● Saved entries
———

/// StageLog store keys and file name conventions
///
/// Key names match what the StageLog app itself writes, so a restore
/// drops values exactly where the app expects to find them.

/// Serialized shows dataset
pub const KEY_SHOWS: &str = "stagelog_shows";

/// Serialized performances dataset
pub const KEY_PERFORMANCES: &str = "stagelog_performances";

/// Serialized access schemes dataset
pub const KEY_ACCESS_SCHEMES: &str = "stagelog_access_schemes";

/// UI theme preference (plain string, not JSON)
pub const KEY_THEME: &str = "theme";

/// Keys the restorer knows how to map from a backup document
pub const RECOGNIZED_KEYS: &[&str] = &[
    KEY_SHOWS,
    KEY_PERFORMANCES,
    KEY_ACCESS_SCHEMES,
    KEY_THEME,
];

/// Store object file inside the profile directory
pub const STORE_FILE: &str = "storage.json";

/// Marker file the running app watches to trigger a full reload
pub const RELOAD_SIGNAL_FILE: &str = "reload.signal";

/// Prefix for generated backup file names
pub const BACKUP_FILE_PREFIX: &str = "stagelog-backup-";

/// Default profile directory name under the platform data dir
pub const DEFAULT_PROFILE_DIR_NAME: &str = "stagelog";

/// Environment variable overriding the profile directory
pub const ENV_PROFILE_DIR: &str = "STAGELOG_PROFILE_DIR";

#[cfg(test)]
mod tests {
    use super::*;

    #[test]
    fn test_recognized_keys() {
        assert_eq!(RECOGNIZED_KEYS.len(), 4);
        assert!(RECOGNIZED_KEYS.contains(&KEY_SHOWS));
        assert!(RECOGNIZED_KEYS.contains(&KEY_THEME));
    }
}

———

The records above are to be duplicated exactly, every one of them.

/// StageLog store keys and file name conventions
///
/// Key names match what the StageLog app itself writes, so a restore
/// drops values exactly where the app expects to find them.

/// Serialized shows dataset
pub const KEY_SHOWS: &str = "stagelog_shows";

/// Serialized performances dataset
pub const KEY_PERFORMANCES: &str = "stagelog_performances";

/// Serialized access schemes dataset
pub const KEY_ACCESS_SCHEMES: &str = "stagelog_access_schemes";

/// UI theme preference (plain string, not JSON)
pub const KEY_THEME: &str = "theme";

/// Keys the restorer knows how to map from a backup document
pub const RECOGNIZED_KEYS: &[&str] = &[
    KEY_SHOWS,
    KEY_PERFORMANCES,
    KEY_ACCESS_SCHEMES,
    KEY_THEME,
];

/// Store object file inside the profile directory
pub const STORE_FILE: &str = "storage.json";

/// Marker file the running app watches to trigger a full reload
pub const RELOAD_SIGNAL_FILE: &str = "reload.signal";

/// Prefix for generated backup file names
pub const BACKUP_FILE_PREFIX: &str = "stagelog-backup-";

/// Default profile directory name under the platform data dir
pub const DEFAULT_PROFILE_DIR_NAME: &str = "stagelog";

/// Environment variable overriding the profile directory
pub const ENV_PROFILE_DIR: &str = "STAGELOG_PROFILE_DIR";

#[cfg(test)]
mod tests {
    use super::*;

    #[test]
    fn test_recognized_keys() {
        assert_eq!(RECOGNIZED_KEYS.len(), 4);
        assert!(RECOGNIZED_KEYS.contains(&KEY_SHOWS));
        assert!(RECOGNIZED_KEYS.contains(&KEY_THEME));
    }
}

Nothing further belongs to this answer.